To prepare liquid levodopa at a concentration in which 1 mL is equivalent to 1 mg of levodopa, dissolve 10 tablets of 25/100 mg of carbidopa/levodopa and 2 g of ascorbic acid with 1 L of water.27,28 Continuous levodopa infusion delivered into the duodenum results in stable plasma levodopa levels and reduction in motor fluctuations and dyskinesia.29-31 Liquified levodopa has been shown to improve on time without increasing dyskinesia.32,33
- Amantadine. Amantadine (Symmetrel) is a N-methyl-d-aspartic acid receptor antagonist. It was the only pharmacological agent found to be beneficial for the treatment of dyskinesia in a recent evidence-based review.34 An open-label study5 also showed that the agent has a small benefit in improving off time.
Several studies have documented the benefits of amantadine in controlling dyskinesia.35-38 A 45% reduction in total dyskinesia in patients with advanced PD and LID was reported in one randomized, placebo-controlled, double-blind study.35 A 60% reduction in dyskinesia without exacerbation of motor function was observed in another randomized placebo-controlled trial with crossover design.36 In the 1-year open-label follow-up, 13 of the 17 study participants continued taking amantadine. A sustained reduction in dyskinesia of 56% was seen,37 a find- ing that was in contrast to that of another study in which a shorter duration of benefit was reported.35
In another study, intravenous amantadine at a dose of 200 mg in patients with PD and LID resulted in a marked improvement of 50% without worsening motor function.38 (Rimantadine [Flumadine], an a-methyl derivative of amantadine, may be an alternative for patients who experience peripheral adverse effects [eg, lower extremity edema and livedo reticularis] from amantadine.39,40)
- Clozapine. Clozapine, an atypical neuroleptic, has been associated with a reduction in LID without worsening of motor symptoms in patients with PD in open-label trials.41-43 In a double-blind, randomized, placebo-controlled study of 50 patients with PD and LID, the effectiveness of clozapine was assessed using self-evaluation and levodopa challenge.44 After 10 weeks, a significant reduction in total LID and a maximal LID score after levodopa challenge was seen. Rarely, clozapine is associated with agranulocytosis; nevertheless, its use requires frequent white blood cell count monitoring.

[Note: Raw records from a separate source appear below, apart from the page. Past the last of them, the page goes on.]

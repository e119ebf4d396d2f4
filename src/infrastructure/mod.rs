// Infrastructure layer - configuration loading, concrete components and HTTP encoding
pub mod chunked_json;
pub mod components;
pub mod config;
pub mod http_response;
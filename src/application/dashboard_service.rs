// Dashboard service - one render pass over the composed panels
use crate::application::chart_interpreter::{self, ChartError};
use crate::application::registry::ComponentRegistry;
use crate::application::renderable::{ActionOutcome, RenderContext, UnitError};
use crate::application::resolver::{resolve_composition, resolve_tab, PanelUnit, ResolvedPanel};
use crate::domain::app_config::AppConfig;
use crate::domain::chart::NormalizedChart;
use crate::domain::custom_data::{CustomData, DataValue};
use crate::domain::dashboard::RenderedDashboard;
use crate::domain::panel::{Block, NoticeLevel, PanelStatus, PanelView};
use std::str::FromStr;
use std::sync::Arc;

#[derive(Debug, thiserror::Error)]
pub enum ActionError {
    #[error("no panel with id '{0}'")]
    UnknownPanel(String),

    #[error("panel '{0}' has no registered component")]
    PanelUnavailable(String),

    #[error(transparent)]
    Unit(#[from] UnitError),
}

/// Where a named chart definition lives in the configuration
#[derive(Debug, Clone, Copy, PartialEq, Eq)]
pub enum ChartScope {
    Dashboard,
    Analytics,
}

impl FromStr for ChartScope {
    type Err = ChartLookupError;

    fn from_str(s: &str) -> Result<Self, Self::Err> {
        match s {
            "dashboard" => Ok(ChartScope::Dashboard),
            "analytics" => Ok(ChartScope::Analytics),
            other => Err(ChartLookupError::UnknownScope(other.to_string())),
        }
    }
}

#[derive(Debug, Clone, PartialEq, Eq, thiserror::Error)]
pub enum ChartLookupError {
    #[error("unknown chart scope '{0}'")]
    UnknownScope(String),

    #[error("no chart named '{0}'")]
    NotFound(String),

    #[error(transparent)]
    Unsupported(#[from] ChartError),
}

#[derive(Clone)]
pub struct DashboardService {
    config: Arc<AppConfig>,
    registry: Arc<ComponentRegistry>,
    data: Arc<CustomData>,
}

impl DashboardService {
    pub fn new(config: Arc<AppConfig>, registry: Arc<ComponentRegistry>, data: Arc<CustomData>) -> Self {
        Self {
            config,
            registry,
            data,
        }
    }

    pub fn config(&self) -> &Arc<AppConfig> {
        &self.config
    }

    pub fn data(&self) -> &Arc<CustomData> {
        &self.data
    }

    pub fn custom_data(&self, key: &str) -> Option<&DataValue> {
        self.data.get(key)
    }

    /// Resolve the current tabs against the registry. Re-derived on every call.
    pub fn compose(&self) -> Vec<ResolvedPanel> {
        resolve_composition(&self.config.dashboard, &self.registry)
    }

    pub fn render_dashboard(&self) -> RenderedDashboard {
        let panels = self
            .compose()
            .iter()
            .map(|panel| render_resolved(&self.config, &self.data, panel))
            .collect();

        RenderedDashboard {
            title: self.config.title.clone(),
            company_name: self.config.company_name.clone(),
            user_name: self.config.user_name.clone(),
            logo: self.config.logo.clone(),
            primary_color: self.config.primary_color.clone(),
            secondary_color: self.config.secondary_color.clone(),
            generated_at: chrono::Utc::now(),
            panels,
        }
    }

    /// Render one panel, resolving only its own tab.
    pub fn render_panel(&self, id: &str) -> Option<PanelView> {
        let tab = self.config.dashboard.tab(id)?;
        let panel = resolve_tab(tab, &self.registry);
        Some(render_resolved(&self.config, &self.data, &panel))
    }

    pub async fn trigger_action(&self, id: &str, action: &str) -> Result<ActionOutcome, ActionError> {
        if self.config.dashboard.tab(id).is_none() {
            return Err(ActionError::UnknownPanel(id.to_string()));
        }

        let unit = self
            .registry
            .resolve(id)
            .map_err(|_| ActionError::PanelUnavailable(id.to_string()))?;

        tracing::debug!("Dispatching action '{}' to panel '{}'", action, id);
        Ok(unit.handle_action(&self.config, action).await?)
    }

    pub fn chart(&self, scope: ChartScope, name: &str) -> Result<NormalizedChart, ChartLookupError> {
        let chart = match scope {
            ChartScope::Dashboard => self.config.dashboard.chart(name),
            ChartScope::Analytics => self.config.analytics.chart(name),
        }
        .ok_or_else(|| ChartLookupError::NotFound(name.to_string()))?;

        Ok(chart_interpreter::normalize(chart)?)
    }
}

/// Render one resolved panel. A failing unit only affects its own panel.
pub fn render_resolved(config: &AppConfig, data: &CustomData, panel: &ResolvedPanel) -> PanelView {
    let ctx = RenderContext {
        config,
        data,
        tab: &panel.tab,
    };

    let (status, blocks) = match panel.unit.as_renderable().render(&ctx) {
        Ok(blocks) if matches!(panel.unit, PanelUnit::Placeholder(_)) => (PanelStatus::Placeholder, blocks),
        Ok(blocks) => (PanelStatus::Ready, blocks),
        Err(e) => {
            tracing::warn!("Panel '{}' failed to render: {:#}", panel.id, e);
            (
                PanelStatus::Failed,
                vec![
                    Block::heading(panel.tab.label.clone()),
                    Block::Notice {
                        level: NoticeLevel::Error,
                        text: format!("This panel could not be displayed: {}", e),
                    },
                ],
            )
        }
    };

    PanelView {
        id: panel.id.clone(),
        title: panel.tab.label.clone(),
        description: panel.tab.description.clone(),
        icon: panel.tab.icon.render(),
        status,
        blocks,
    }
}
// Domain layer - configuration schema and view models
pub mod app_config;
pub mod chart;
pub mod custom_data;
pub mod dashboard;
pub mod icon;
pub mod panel;
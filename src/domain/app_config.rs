// Application configuration schema
use super::chart::ChartConfig;
use super::icon::Icon;
use serde::{Deserialize, Serialize};
use std::collections::{BTreeMap, HashMap};

/// Structural problems that make a configuration unusable for composition.
#[derive(Debug, Clone, PartialEq, thiserror::Error)]
pub enum SchemaError {
    #[error("dashboard.tabs must declare at least one tab")]
    EmptyTabs,

    #[error("dashboard.tabs[{index}] has a blank id")]
    BlankTabId { index: usize },

    #[error("dashboard.tabs[{index}] reuses id '{id}' first declared at index {first}")]
    DuplicateTabId { id: String, first: usize, index: usize },

    #[error("invalid configuration: {}", format_all(.0))]
    Multiple(Vec<SchemaError>),
}

fn format_all(errors: &[SchemaError]) -> String {
    errors
        .iter()
        .map(ToString::to_string)
        .collect::<Vec<_>>()
        .join("; ")
}

impl SchemaError {
    /// Flattened list of the individual violations
    pub fn violations(&self) -> Vec<&SchemaError> {
        match self {
            SchemaError::Multiple(errors) => errors.iter().flat_map(|e| e.violations()).collect(),
            other => vec![other],
        }
    }
}

#[derive(Debug, Clone, PartialEq, Serialize, Deserialize)]
#[serde(rename_all = "camelCase")]
pub struct TabConfig {
    pub id: String,
    pub label: String,
    #[serde(default)]
    pub description: String,
    #[serde(default)]
    pub icon: Icon,
}

impl TabConfig {
    pub fn new(id: impl Into<String>, label: impl Into<String>, description: impl Into<String>, icon: Icon) -> Self {
        Self {
            id: id.into(),
            label: label.into(),
            description: description.into(),
            icon,
        }
    }
}

#[derive(Debug, Deserialize)]
struct RawDashboardConfig {
    #[serde(default)]
    tabs: Vec<TabConfig>,
    #[serde(default)]
    charts: BTreeMap<String, ChartConfig>,
}

/// Tabs and charts of the main dashboard. Always holds a non-empty list of uniquely
/// identified tabs.
#[derive(Debug, Clone, PartialEq, Deserialize)]
#[serde(try_from = "RawDashboardConfig")]
pub struct DashboardConfig {
    tabs: Vec<TabConfig>,
    charts: BTreeMap<String, ChartConfig>,
}

impl DashboardConfig {
    pub fn new(tabs: Vec<TabConfig>, charts: BTreeMap<String, ChartConfig>) -> Result<Self, SchemaError> {
        validate_tabs(&tabs)?;
        Ok(Self { tabs, charts })
    }

    pub fn tabs(&self) -> &[TabConfig] {
        &self.tabs
    }

    pub fn tab(&self, id: &str) -> Option<&TabConfig> {
        self.tabs.iter().find(|t| t.id == id)
    }

    pub fn charts(&self) -> &BTreeMap<String, ChartConfig> {
        &self.charts
    }

    pub fn chart(&self, name: &str) -> Option<&ChartConfig> {
        self.charts.get(name)
    }
}

impl TryFrom<RawDashboardConfig> for DashboardConfig {
    type Error = SchemaError;

    fn try_from(raw: RawDashboardConfig) -> Result<Self, Self::Error> {
        DashboardConfig::new(raw.tabs, raw.charts)
    }
}

/// Checks every tab rule and reports all violations at once.
pub fn validate_tabs(tabs: &[TabConfig]) -> Result<(), SchemaError> {
    if tabs.is_empty() {
        return Err(SchemaError::EmptyTabs);
    }

    let mut errors = Vec::new();
    let mut first_seen: HashMap<&str, usize> = HashMap::with_capacity(tabs.len());

    for (index, tab) in tabs.iter().enumerate() {
        if tab.id.trim().is_empty() {
            errors.push(SchemaError::BlankTabId { index });
            continue;
        }
        if let Some(&first) = first_seen.get(tab.id.as_str()) {
            errors.push(SchemaError::DuplicateTabId {
                id: tab.id.clone(),
                first,
                index,
            });
            continue;
        }
        first_seen.insert(tab.id.as_str(), index);
    }

    match errors.len() {
        0 => Ok(()),
        1 => Err(errors.remove(0)),
        _ => Err(SchemaError::Multiple(errors)),
    }
}

#[derive(Debug, Clone, Default, PartialEq, Deserialize)]
pub struct AnalyticsConfig {
    #[serde(default)]
    pub charts: BTreeMap<String, ChartConfig>,
}

impl AnalyticsConfig {
    pub fn chart(&self, name: &str) -> Option<&ChartConfig> {
        self.charts.get(name)
    }
}

#[derive(Debug, Clone, PartialEq, Serialize, Deserialize)]
pub struct Client {
    pub id: String,
    pub name: String,
    #[serde(default)]
    pub industry: String,
}

/// Feature gates. Missing or unrecognized flags read as disabled.
#[derive(Debug, Clone, Copy, Default, PartialEq, Eq, Serialize, Deserialize)]
#[serde(rename_all = "camelCase", default)]
pub struct Features {
    pub data_import: bool,
    pub analytics: bool,
    pub reporting: bool,
    pub templates: bool,
    pub ai_proposal_generation: bool,
    pub seo_data_collection: bool,
}

impl Features {
    pub fn is_enabled(&self, name: &str) -> bool {
        match name {
            "dataImport" => self.data_import,
            "analytics" => self.analytics,
            "reporting" => self.reporting,
            "templates" => self.templates,
            "aiProposalGeneration" => self.ai_proposal_generation,
            "seoDataCollection" => self.seo_data_collection,
            _ => false,
        }
    }
}

#[derive(Debug, Clone, PartialEq, Deserialize)]
#[serde(rename_all = "camelCase")]
pub struct AppConfig {
    pub title: String,
    pub company_name: String,
    #[serde(default)]
    pub logo: String,
    pub primary_color: String,
    pub secondary_color: String,
    #[serde(default)]
    pub user_name: String,
    pub dashboard: DashboardConfig,
    #[serde(default)]
    pub analytics: AnalyticsConfig,
    #[serde(default)]
    pub clients: Vec<Client>,
    #[serde(default)]
    pub features: Features,
}

impl AppConfig {
    pub fn tabs(&self) -> &[TabConfig] {
        self.dashboard.tabs()
    }
}
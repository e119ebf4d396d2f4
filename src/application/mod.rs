// Application layer - composition, resolution and rendering use cases
pub mod chart_interpreter;
pub mod dashboard_service;
pub mod registry;
pub mod renderable;
pub mod resolver;
pub mod streaming_service;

Other agents have been tried as well. Two recently published randomized controlled trials failed to confirm the open-label antidyskinetic properties of the novel serotonin-5HT1A agonist sarizotan.45,46 Other agents reported to reduce LID in preclinical animal studies or open-label trials include riluzole (Rilutek),47 memantine (Namenda),48 dextromethorphan,36 propranolol (Inderal),49 levetira-cetam (Keppra),50-52 remacemide,53 and topiramate (Topamax).54
Diphasic dyskinesia is more difficult to treat than peak-dose dyskinesia. Higher doses of levodopa may be successful in ameliorating diphasic dyskinesia.55 In addition, converting controlled-release levodopa to standard-release formulations may alleviate symptoms because controlled-release levodopa has lower bioavailability and reduced intestinal absorption. Patients may need to take frequent doses of levodopa to maintain adequate plasma dopamine concentrations; however, this may exacerbate peak-dose dyskinesia.
Apomorphine has been shown to be effective in temporarily reducing the duration of diphasic dyskinesias.56 The dose required was higher than needed to induce the on state. Although not available in the United States, lisuride, apomorphine infusion, and duodenal levodopa infusion may be future treatment options.